### The task
Find every line in the data that contains the word "modified". Return each of those lines.

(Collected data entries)

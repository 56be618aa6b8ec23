// Artifact store and lifecycle management
//
// A finished artifact is a pair on disk: the media file `{id}.mp4` and its
// metadata sidecar `{id}.json`. The pair is created together and deleted
// together. Artifacts are ephemeral session state: the storage root is
// cleared on startup, a periodic sweep evicts anything that ages out, and
// serving an artifact schedules its deletion.

use std::path::{Path, PathBuf};
use std::sync::Arc;
use std::time::{Duration, SystemTime};

use serde::{Deserialize, Serialize};
use tokio::task::JoinHandle;
use tracing::{debug, info, warn};
use uuid::Uuid;

use crate::error::{Error, Result};

/// Sidecar contents: `{"filename": "<display name>"}`.
#[derive(Debug, Serialize, Deserialize)]
struct SidecarMetadata {
    filename: String,
}

/// A registered, fully written, non-empty artifact.
#[derive(Debug, Clone)]
pub struct Artifact {
    pub id: Uuid,
    pub file_path: PathBuf,
    pub display_filename: String,
    pub size_bytes: u64,
    pub created_at: SystemTime,
}

pub struct ArtifactStore {
    root: PathBuf,
    max_age: Duration,
    sweep_interval: Duration,
    post_serve_delay: Duration,
}

impl ArtifactStore {
    pub fn new(
        root: PathBuf,
        max_age: Duration,
        sweep_interval: Duration,
        post_serve_delay: Duration,
    ) -> Self {
        Self {
            root,
            max_age,
            sweep_interval,
            post_serve_delay,
        }
    }

    pub fn root(&self) -> &Path {
        &self.root
    }

    /// Path of the media file for a job id.
    pub fn media_path(&self, id: &Uuid) -> PathBuf {
        self.root.join(format!("{}.mp4", id))
    }

    fn sidecar_path(&self, id: &Uuid) -> PathBuf {
        self.root.join(format!("{}.json", id))
    }

    /// yt-dlp output template for the primary download.
    pub fn output_template(&self, id: &Uuid) -> String {
        self.root
            .join(format!("{}.%(ext)s", id))
            .to_string_lossy()
            .to_string()
    }

    /// Remove every file under the storage root. No artifact survives a
    /// process restart.
    pub async fn clear(&self) -> Result<()> {
        tokio::fs::create_dir_all(&self.root).await?;
        let mut entries = tokio::fs::read_dir(&self.root).await?;
        while let Some(entry) = entries.next_entry().await? {
            if entry.file_type().await.map(|t| t.is_file()).unwrap_or(false) {
                if let Err(e) = tokio::fs::remove_file(entry.path()).await {
                    warn!("failed to delete {}: {}", entry.path().display(), e);
                }
            }
        }
        Ok(())
    }

    /// Register a finished download. The media file must already exist and
    /// be non-empty; the sidecar is written here, making the pair complete.
    pub async fn register(&self, id: Uuid, display_filename: &str) -> Result<Artifact> {
        let file_path = self.media_path(&id);
        let meta = tokio::fs::metadata(&file_path)
            .await
            .map_err(|_| Error::not_found("Downloaded file not found"))?;
        if meta.len() == 0 {
            return Err(Error::EmptyArtifact);
        }

        let sidecar = SidecarMetadata {
            filename: display_filename.to_string(),
        };
        tokio::fs::write(self.sidecar_path(&id), serde_json::to_vec(&sidecar)?).await?;

        Ok(Artifact {
            id,
            file_path,
            display_filename: display_filename.to_string(),
            size_bytes: meta.len(),
            created_at: meta.modified().unwrap_or_else(|_| SystemTime::now()),
        })
    }

    /// Look up an artifact by its externally supplied id.
    ///
    /// The id shape is validated before any filesystem access, and the
    /// resolved path must stay inside the storage root.
    pub async fn get(&self, raw_id: &str) -> Result<Artifact> {
        let id = Uuid::parse_str(raw_id)
            .map_err(|_| Error::validation("Invalid download ID"))?;

        let file_path = self.media_path(&id);
        let resolved = tokio::fs::canonicalize(&file_path)
            .await
            .map_err(|_| Error::not_found("File not found or expired"))?;
        let resolved_root = tokio::fs::canonicalize(&self.root).await?;
        if !resolved.starts_with(&resolved_root) {
            return Err(Error::validation("Invalid download ID"));
        }

        let meta = tokio::fs::metadata(&resolved).await?;
        if meta.len() == 0 {
            return Err(Error::EmptyArtifact);
        }

        let display_filename = match tokio::fs::read(self.sidecar_path(&id)).await {
            Ok(bytes) => serde_json::from_slice::<SidecarMetadata>(&bytes)
                .map(|m| m.filename)
                .unwrap_or_else(|_| "video.mp4".to_string()),
            Err(_) => "video.mp4".to_string(),
        };

        Ok(Artifact {
            id,
            file_path: resolved,
            display_filename,
            size_bytes: meta.len(),
            created_at: meta.modified().unwrap_or_else(|_| SystemTime::now()),
        })
    }

    /// Delete the media file and its sidecar as a pair.
    pub async fn discard(&self, id: &Uuid) {
        for path in [self.media_path(id), self.sidecar_path(id)] {
            match tokio::fs::remove_file(&path).await {
                Ok(()) => debug!("deleted {}", path.display()),
                Err(e) if e.kind() == std::io::ErrorKind::NotFound => {}
                Err(e) => warn!("error deleting {}: {}", path.display(), e),
            }
        }
    }

    /// One eviction pass: reclaim every artifact older than the maximum
    /// age. Returns the number of artifacts removed.
    pub async fn sweep_once(&self) -> usize {
        let now = SystemTime::now();
        let mut deleted = 0;

        let mut entries = match tokio::fs::read_dir(&self.root).await {
            Ok(entries) => entries,
            Err(e) => {
                warn!("cleanup error: {}", e);
                return 0;
            }
        };

        while let Ok(Some(entry)) = entries.next_entry().await {
            let path = entry.path();
            if path.extension().and_then(|e| e.to_str()) != Some("mp4") {
                continue;
            }
            let Some(id) = path
                .file_stem()
                .and_then(|s| s.to_str())
                .and_then(|s| Uuid::parse_str(s).ok())
            else {
                continue;
            };

            let modified = match entry.metadata().await.and_then(|m| m.modified()) {
                Ok(modified) => modified,
                Err(e) => {
                    warn!("error inspecting {}: {}", path.display(), e);
                    continue;
                }
            };

            if is_expired(modified, now, self.max_age) {
                info!("deleting old file: {}", path.display());
                self.discard(&id).await;
                deleted += 1;
            }
        }

        if deleted > 0 {
            info!("cleaned up {} old artifact(s)", deleted);
        }
        deleted
    }

    /// Spawn the periodic eviction sweep.
    pub fn spawn_sweeper(self: Arc<Self>) -> JoinHandle<()> {
        tokio::spawn(async move {
            let mut interval = tokio::time::interval(self.sweep_interval);
            // The immediate first tick would duplicate the startup clear
            interval.tick().await;
            loop {
                interval.tick().await;
                self.sweep_once().await;
            }
        })
    }

    /// Schedule one-shot deletion after the configured grace window. Runs
    /// independently of the sweep so slow clients get their retry window
    /// while cleanup stays guaranteed.
    pub fn schedule_post_serve_delete(self: Arc<Self>, id: Uuid) {
        tokio::spawn(async move {
            tokio::time::sleep(self.post_serve_delay).await;
            debug!("post-serve deletion for {}", id);
            self.discard(&id).await;
        });
    }
}

fn is_expired(modified: SystemTime, now: SystemTime, max_age: Duration) -> bool {
    now.duration_since(modified)
        .map(|age| age > max_age)
        .unwrap_or(false)
}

### Answer area
            created_at: meta.modified().unwrap_or_else(|_| SystemTime::now()),
            created_at: meta.modified().unwrap_or_else(|_| SystemTime::now()),
            let modified = match entry.metadata().await.and_then(|m| m.modified()) {
                Ok(modified) => modified,
            if is_expired(modified, now, self.max_age) {
fn is_expired(modified: SystemTime, now: SystemTime, max_age: Duration) -> bool {
    now.duration_since(modified)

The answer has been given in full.